# floating amp rack



## RALPH_DOGG (Jun 6, 2002)

i need to build a amp rack that holds two amps in the bottom rack, and one floting centered on top of the two...by the way the rack is going on top of the box...any ideas wouls help...thanks!


----------



## RALPH_DOGG (Jun 6, 2002)

can it be built all out of wood or not???


----------



## 1ofaknd (May 31, 2003)

i would use some thick acrylic rod to mount them to (clear plexiglass rod).


----------



## RALPH_DOGG (Jun 6, 2002)

mount the rods to the box, or what???


----------



## lbx2g (Feb 17, 2004)

the whole things that makes the amps seem to float is that u can not see the wood or whatever it is secred to. THat is all u have to keep in mind when doing it.


----------



## RALPH_DOGG (Jun 6, 2002)

this is what i want the amp rack to look like...well sort of, you get the idea...i suck at using that paint shit...

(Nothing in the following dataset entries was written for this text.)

//! Device discovery — broadcast a `discover` and collect who answers.

use std::collections::HashSet;
use std::sync::atomic::{AtomicBool, Ordering};
use std::sync::{Arc, Condvar, Mutex, MutexGuard};
use std::thread;
use std::time::{Duration, Instant};

use serde::{Deserialize, Serialize};

use crate::protocol::Command;
use crate::transport::{Reply, Transport};

/// A controller that answered a scan.
#[derive(Debug, Clone, PartialEq, Eq, Serialize)]
pub struct DiscoveredDevice {
    pub ip: String,
    pub mac: String,
}

#[derive(Deserialize)]
struct Announcement {
    mac: String,
    #[serde(default)]
    ip: Option<String>,
}

fn parse_reply(reply: &Reply) -> Option<DiscoveredDevice> {
    match serde_json::from_slice::<Announcement>(&reply.payload) {
        Ok(a) => Some(DiscoveredDevice {
            ip: a
                .ip
                .filter(|ip| !ip.trim().is_empty())
                .unwrap_or_else(|| reply.from.ip().to_string()),
            mac: a.mac,
        }),
        Err(e) => {
            log::debug!("ignoring scan reply from {}: {e}", reply.from);
            None
        }
    }
}

/// Keep the first device seen at each address, preserving order.
pub fn dedup_by_address(devices: Vec<DiscoveredDevice>) -> Vec<DiscoveredDevice> {
    let mut seen = HashSet::new();
    devices
        .into_iter()
        .filter(|d| seen.insert(d.ip.clone()))
        .collect()
}

/// Broadcast one scan and return the devices that answered within `window`.
///
/// Never fails: any transport error is logged and reads as "nothing found".
pub fn scan(transport: &dyn Transport, window: Duration) -> Vec<DiscoveredDevice> {
    let payload = match Command::Discover.encode() {
        Ok(p) => p,
        Err(e) => {
            log::warn!("scan: {e}");
            return Vec::new();
        }
    };
    let replies = match transport.broadcast(&payload, window) {
        Ok(r) => r,
        Err(e) => {
            log::warn!("scan failed: {e}");
            return Vec::new();
        }
    };
    let devices = dedup_by_address(replies.iter().filter_map(parse_reply).collect());
    log::info!("scan found {} device(s)", devices.len());
    devices
}

// ── Session ──

#[derive(Debug, Clone, PartialEq, Eq)]
enum Phase {
    Scanning,
    Finished(Vec<DiscoveredDevice>),
    /// Cancelled before the scan finished. Final.
    Cancelled,
}

struct SessionState {
    phase: Mutex<Phase>,
    done: Condvar,
    cancelled: AtomicBool,
}

fn lock<T>(m: &Mutex<T>) -> MutexGuard<'_, T> {
    m.lock().unwrap_or_else(|e| e.into_inner())
}

/// A scan running in the background, plus the pick-then-confirm step that
/// precedes connecting to one of its results.
///
/// Dropping the session cancels it: a result that arrives afterwards is
/// discarded.
pub struct DiscoverySession {
    state: Arc<SessionState>,
    pending: Option<DiscoveredDevice>,
}

impl DiscoverySession {
    /// Start scanning on a background thread.
    pub fn start(transport: Arc<dyn Transport>, window: Duration) -> Self {
        let state = Arc::new(SessionState {
            phase: Mutex::new(Phase::Scanning),
            done: Condvar::new(),
            cancelled: AtomicBool::new(false),
        });
        let worker = Arc::clone(&state);
        thread::spawn(move || {
            let devices = scan(transport.as_ref(), window);
            let mut phase = lock(&worker.phase);
            if *phase != Phase::Scanning {
                log::debug!("scan finished after cancel; result dropped");
                return;
            }
            *phase = Phase::Finished(devices);
            worker.done.notify_all();
        });
        Self {
            state,
            pending: None,
        }
    }

    pub fn is_scanning(&self) -> bool {
        *lock(&self.state.phase) == Phase::Scanning
    }

    pub fn is_cancelled(&self) -> bool {
        self.state.cancelled.load(Ordering::SeqCst)
    }

    /// Devices found so far; empty while scanning.
    pub fn devices(&self) -> Vec<DiscoveredDevice> {
        match &*lock(&self.state.phase) {
            Phase::Finished(d) => d.clone(),
            Phase::Scanning | Phase::Cancelled => Vec::new(),
        }
    }

    /// Block until the scan finishes or `timeout` elapses. Returns `true` if
    /// it finished.
    pub fn wait(&self, timeout: Duration) -> bool {
        let deadline = Instant::now() + timeout;
        let mut phase = lock(&self.state.phase);
        while *phase == Phase::Scanning {
            let now = Instant::now();
            if now >= deadline {
                return false;
            }
            phase = match self.state.done.wait_timeout(phase, deadline - now) {
                Ok((guard, _)) => guard,
                Err(e) => e.into_inner().0,
            };
        }
        matches!(*phase, Phase::Finished(_))
    }

    /// Abandon the scan. Idempotent; results already delivered are kept.
    pub fn cancel(&self) {
        let mut phase = lock(&self.state.phase);
        self.state.cancelled.store(true, Ordering::SeqCst);
        if *phase == Phase::Scanning {
            *phase = Phase::Cancelled;
        }
        self.state.done.notify_all();
    }

    /// Pick a device to connect to. Nothing connects until [`confirm`](Self::confirm).
    pub fn request_connect(&mut self, index: usize) -> Option<&DiscoveredDevice> {
        self.pending = self.devices().into_iter().nth(index);
        self.pending.as_ref()
    }

    pub fn pending(&self) -> Option<&DiscoveredDevice> {
        self.pending.as_ref()
    }

    /// Accept the picked device; returns the address to connect to.
    pub fn confirm(&mut self) -> Option<String> {
        self.pending.take().map(|d| d.ip)
    }

    pub fn dismiss(&mut self) {
        self.pending = None;
    }
}

impl Drop for DiscoverySession {
    fn drop(&mut self) {
        self.cancel();
    }
}

#[cfg(test)]
mod tests {
    use super::*;
    use crate::transport::TransportError;
    use crate::transport::mock::MockTransport;
    use std::net::SocketAddr;

    fn reply(from: &str, body: &str) -> Reply {
        Reply {
            from: from.parse::<SocketAddr>().unwrap(),
            payload: body.as_bytes().to_vec(),
        }
    }

    fn device(ip: &str, mac: &str) -> DiscoveredDevice {
        DiscoveredDevice {
            ip: ip.into(),
            mac: mac.into(),
        }
    }

    // ── scan ──

    #[test]
    fn scan_dedupes_by_address_in_order() {
        let mock = MockTransport::new();
        mock.set_broadcast_replies(vec![
            reply("10.0.0.5:8888", r#"{"mac":"AA"}"#),
            reply("10.0.0.6:8888", r#"{"mac":"BB"}"#),
            reply("10.0.0.5:8888", r#"{"mac":"AA"}"#),
        ]);
        let found = scan(&mock, Duration::from_millis(10));
        assert_eq!(found, vec![device("10.0.0.5", "AA"), device("10.0.0.6", "BB")]);
    }

    #[test]
    fn scan_prefers_announced_ip() {
        let mock = MockTransport::new();
        mock.set_broadcast_replies(vec![reply(
            "10.0.0.5:8888",
            r#"{"mac":"AA","ip":"192.168.4.1"}"#,
        )]);
        assert_eq!(
            scan(&mock, Duration::ZERO),
            vec![device("192.168.4.1", "AA")]
        );
    }

    #[test]
    fn scan_skips_undecodable_replies() {
        let mock = MockTransport::new();
        mock.set_broadcast_replies(vec![
            reply("10.0.0.7:8888", "hello"),
            reply("10.0.0.8:8888", r#"{"ip":"10.0.0.8"}"#),
            reply("10.0.0.9:8888", r#"{"mac":"CC"}"#),
        ]);
        assert_eq!(scan(&mock, Duration::ZERO), vec![device("10.0.0.9", "CC")]);
    }

    #[test]
    fn scan_error_reads_as_empty() {
        let mock = MockTransport::new();
        mock.set_broadcast_error(TransportError::Bind("denied".into()));
        assert!(scan(&mock, Duration::ZERO).is_empty());
        assert_eq!(mock.broadcast_count(), 1);
    }

    #[test]
    fn dedup_keeps_first_mac() {
        let d = dedup_by_address(vec![device("1.1.1.1", "A"), device("1.1.1.1", "B")]);
        assert_eq!(d, vec![device("1.1.1.1", "A")]);
    }

    // ── session ──

    #[test]
    fn session_finishes_with_devices() {
        let mock = Arc::new(MockTransport::new());
        mock.set_broadcast_replies(vec![reply("10.0.0.5:8888", r#"{"mac":"AA"}"#)]);
        let session = DiscoverySession::start(mock, Duration::ZERO);
        assert!(session.wait(Duration::from_secs(2)));
        assert!(!session.is_scanning());
        assert_eq!(session.devices(), vec![device("10.0.0.5", "AA")]);
    }

    #[test]
    fn confirm_returns_address_of_picked_device() {
        let mock = Arc::new(MockTransport::new());
        mock.set_broadcast_replies(vec![
            reply("10.0.0.5:8888", r#"{"mac":"AA"}"#),
            reply("10.0.0.6:8888", r#"{"mac":"BB"}"#),
        ]);
        let mut session = DiscoverySession::start(mock.clone(), Duration::ZERO);
        session.wait(Duration::from_secs(2));

        assert!(session.request_connect(9).is_none());
        assert_eq!(session.request_connect(1), Some(&device("10.0.0.6", "BB")));
        assert_eq!(session.confirm(), Some("10.0.0.6".to_string()));
        assert_eq!(session.confirm(), None);
        // Picking and confirming never talks to the device.
        assert_eq!(mock.call_count(), 1);
    }

    #[test]
    fn dismiss_clears_pending() {
        let mock = Arc::new(MockTransport::new());
        mock.set_broadcast_replies(vec![reply("10.0.0.5:8888", r#"{"mac":"AA"}"#)]);
        let mut session = DiscoverySession::start(mock, Duration::ZERO);
        session.wait(Duration::from_secs(2));
        session.request_connect(0);
        session.dismiss();
        assert_eq!(session.pending(), None);
        assert_eq!(session.confirm(), None);
    }

    #[test]
    fn cancelled_session_ignores_late_result() {
        struct SlowTransport(MockTransport);
        impl Transport for SlowTransport {
            fn send(&self, p: &str, d: &[u8]) -> crate::transport::Result<()> {
                self.0.send(p, d)
            }
            fn send_and_receive(
                &self,
                p: &str,
                d: &[u8],
                t: Duration,
            ) -> crate::transport::Result<Vec<u8>> {
                self.0.send_and_receive(p, d, t)
            }
            fn broadcast(&self, d: &[u8], w: Duration) -> crate::transport::Result<Vec<Reply>> {
                thread::sleep(Duration::from_millis(50));
                self.0.broadcast(d, w)
            }
        }

        let inner = MockTransport::new();
        inner.set_broadcast_replies(vec![reply("10.0.0.5:8888", r#"{"mac":"AA"}"#)]);
        let session = DiscoverySession::start(Arc::new(SlowTransport(inner)), Duration::ZERO);
        session.cancel();
        assert!(session.is_cancelled());
        assert!(!session.is_scanning());
        assert!(!session.wait(Duration::from_millis(10)));

        // The worker's result arrives after the cancel and must not land.
        thread::sleep(Duration::from_millis(150));
        assert_eq!(*lock(&session.state.phase), Phase::Cancelled);
        assert!(!session.is_scanning());
        assert!(session.devices().is_empty());
    }

    #[test]
    fn cancel_after_finish_keeps_results() {
        let mock = Arc::new(MockTransport::new());
        mock.set_broadcast_replies(vec![reply("10.0.0.5:8888", r#"{"mac":"AA"}"#)]);
        let session = DiscoverySession::start(mock, Duration::ZERO);
        assert!(session.wait(Duration::from_secs(2)));
        session.cancel();
        assert!(session.is_cancelled());
        assert_eq!(session.devices(), vec![device("10.0.0.5", "AA")]);
        assert!(session.wait(Duration::ZERO));
    }
}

great it won't let me add my attachment


----------



## lbx2g (Feb 17, 2004)

one guy used metal and fabed up some platform.


----------



## RALPH_DOGG (Jun 6, 2002)

im in the middle of it right now...i should be done tomorrow...ill post pics!


----------



## 1ofaknd (May 31, 2003)

i made one today...after i put it in i'll post up a pic.


----------



## 1ofaknd (May 31, 2003)

ok..here's my sorta floating amp. this is just the mount for it...when it's mounted you can't really tell the board is there, because its the same shape as the amp (a tad smaller except where the screws are). the wires will run under it so they'll be hidden.


----------



## RALPH_DOGG (Jun 6, 2002)

HERE ARE HOW MINE IS COMING OUT...





















































AND THIS IS WHAT HAPPENDS WHEN YOUR TOO BUSY BUILDING A BOX...YOU BURN YOUR PIZZA...










OH WELL...SHIT HAPPENDS!


----------



## 1ofaknd (May 31, 2003)

looks good man. they did a how-to on a floating rack in LRM not to long back...i think they did it in "wild child" that 70 monte. only thing i would change is the board you mount the amps too...make it so you can't tell it's there. (like making it the same size/shape as the amps, or doing a metal frame)


----------



## RALPH_DOGG (Jun 6, 2002)

im going to eventually that wood i had laying around...but directly behind the box...is the gas tank, so i can't mount anything back there...but i might just mount everything on the top of the box...fuck it, or just leave it how it is...i don't know???


----------



## JohnnyT (Nov 7, 2004)

Watch Pimp My Ride uffin:


----------



## wired61 (Jan 14, 2002)

lookin good Ralph,,,,it looks like its gonna be too high tho,,like the trunk wont shut..lol..


----------